Identifiers
- Symbol: Dymeclin
- Pfam: PF09742
- Pfam clan: CL0456
- InterPro: IPR019142

Available protein structures:
- PDB: IPR019142 PF09742 (ECOD; PDBsum)
- AlphaFold: IPR019142; PF09742;

= Dymeclin protein family =

In molecular biology, the Dymeclin protein family is a family of proteins which includes human Dymeclin. Dymeclin (Dyggve-Melchior-Clausen syndrome protein) contains a large number of leucine and isoleucine residues and a total of 17 repeated dileucine motifs. It is characteristically about 700 amino acids long and present in plants and animals. In humans, mutations in the gene coding for this protein give rise to a disorder called Dyggve-Melchior-Clausen syndrome, which is an autosomal-recessive disorder characterised by the association of spondylo-epi-metaphyseal dysplasia, postnatal onset microcephaly and intellectual disability.
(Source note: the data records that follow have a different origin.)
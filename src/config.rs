//! Engine configuration.
//!
//! Defines where data lives, cache sizing, request limits and the template
//! used to create series on first insert.

use std::fmt;
use std::path::{Path, PathBuf};

use serde::{Deserialize, Serialize};

use crate::codec::NumberType;
use crate::error::{Error, Result};
use crate::partition::{PartitionPeriod, MINUTE_MS};
use crate::series::SeriesDefinition;

/// Sentinel root selecting the in-memory store.
pub const MEMORY_ROOT: &str = ":memory:";

/// Database root: a directory, a zip archive, or process memory.
///
/// Serialised as a single string: `":memory:"`, a path ending in `.zip`, or
/// any other path (a directory).
#[derive(Debug, Clone, PartialEq, Eq, Serialize, Deserialize)]
#[serde(from = "String", into = "String")]
pub enum StorageRoot {
    Directory(PathBuf),
    Archive(PathBuf),
    Memory,
}

impl StorageRoot {
    pub fn parse(root: &str) -> Self {
        if root == MEMORY_ROOT {
            return StorageRoot::Memory;
        }
        let path = PathBuf::from(root);
        let is_zip = path
            .extension()
            .is_some_and(|ext| ext.eq_ignore_ascii_case("zip"));
        if is_zip {
            StorageRoot::Archive(path)
        } else {
            StorageRoot::Directory(path)
        }
    }

    pub fn kind(&self) -> &'static str {
        match self {
            StorageRoot::Directory(_) => "directory",
            StorageRoot::Archive(_) => "archive",
            StorageRoot::Memory => "memory",
        }
    }
}

impl From<String> for StorageRoot {
    fn from(root: String) -> Self {
        StorageRoot::parse(&root)
    }
}

impl From<StorageRoot> for String {
    fn from(root: StorageRoot) -> Self {
        root.to_string()
    }
}

impl fmt::Display for StorageRoot {
    fn fmt(&self, f: &mut fmt::Formatter<'_>) -> fmt::Result {
        match self {
            StorageRoot::Directory(path) | StorageRoot::Archive(path) => {
                write!(f, "{}", path.display())
            }
            StorageRoot::Memory => f.write_str(MEMORY_ROOT),
        }
    }
}

/// Definition applied to unknown series on first insert.
#[derive(Debug, Clone, PartialEq, Serialize, Deserialize)]
pub struct SeriesTemplate {
    #[serde(rename = "type")]
    pub number_type: NumberType,
    /// Sampling period in milliseconds.
    pub interval: i64,
    pub partition: PartitionPeriod,
    #[serde(default, skip_serializing_if = "Option::is_none")]
    pub min: Option<f64>,
    #[serde(default, skip_serializing_if = "Option::is_none")]
    pub max: Option<f64>,
}

impl SeriesTemplate {
    /// Definition of series `id` built from this template.
    pub fn definition(&self, id: &str) -> SeriesDefinition {
        SeriesDefinition {
            id: id.to_string(),
            number_type: self.number_type,
            interval: self.interval,
            partition: self.partition,
            min: self.min,
            max: self.max,
        }
    }
}

impl Default for SeriesTemplate {
    fn default() -> Self {
        Self {
            number_type: NumberType::Float8,
            interval: MINUTE_MS,
            partition: PartitionPeriod::Day,
            min: None,
            max: None,
        }
    }
}

/// Configuration for an [`Engine`](crate::Engine).
#[derive(Debug, Clone, Serialize, Deserialize)]
#[serde(default)]
pub struct EngineConfig {
    /// Database root.
    /// Default: in-memory
    pub root: StorageRoot,

    /// Reject every mutating call. Archive roots are always read-only.
    /// Default: false
    pub read_only: bool,

    /// Maximum number of cached partition descriptors.
    /// Default: 1024
    pub cache_capacity: usize,

    /// Seconds without access after which a cached descriptor is evicted.
    /// Default: 600
    pub cache_idle_secs: u64,

    /// Maximum number of values in one insert batch.
    /// Default: 100 000
    pub max_batch_size: usize,

    /// Maximum number of output samples of one query.
    /// Default: 1 000 000
    pub max_query_samples: usize,

    /// Worker threads used for batch fan-out.
    /// Default: available parallelism
    pub worker_threads: usize,

    /// Create unknown series on first insert using this template.
    /// Default: disabled
    pub create_on_insert: Option<SeriesTemplate>,
}

impl Default for EngineConfig {
    fn default() -> Self {
        Self {
            root: StorageRoot::Memory,
            read_only: false,
            cache_capacity: 1024,
            cache_idle_secs: 600,
            max_batch_size: 100_000,
            max_query_samples: 1_000_000,
            worker_threads: std::thread::available_parallelism().map_or(1, |n| n.get()),
            create_on_insert: None,
        }
    }
}

impl EngineConfig {
    /// Default configuration rooted at `root`.
    pub fn with_root(root: StorageRoot) -> Self {
        Self {
            root,
            ..Self::default()
        }
    }

    pub fn from_json_str(json: &str) -> Result<Self> {
        serde_json::from_str(json).map_err(|err| {
            log::error!("invalid engine config: {err}");
            Error::InvalidConfig(err.to_string())
        })
    }

    /// Reads a JSON config file.
    pub fn load(path: impl AsRef<Path>) -> Result<Self> {
        let path = path.as_ref();
        let json = std::fs::read_to_string(path).map_err(Error::io("read config", path))?;
        Self::from_json_str(&json)
    }
}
This family of proteins also includes Hid1 (high-temperature-induced dauer-formation protein 1) from Caenorhabditis elegans which encodes a novel highly conserved putative transmembrane protein expressed in neurons. It contains up to seven potential transmembrane domains separated by regions of low complexity. Functionally this protein might be involved in vesicle secretion or be an inter-cellular signalling protein or be a novel insulin receptor.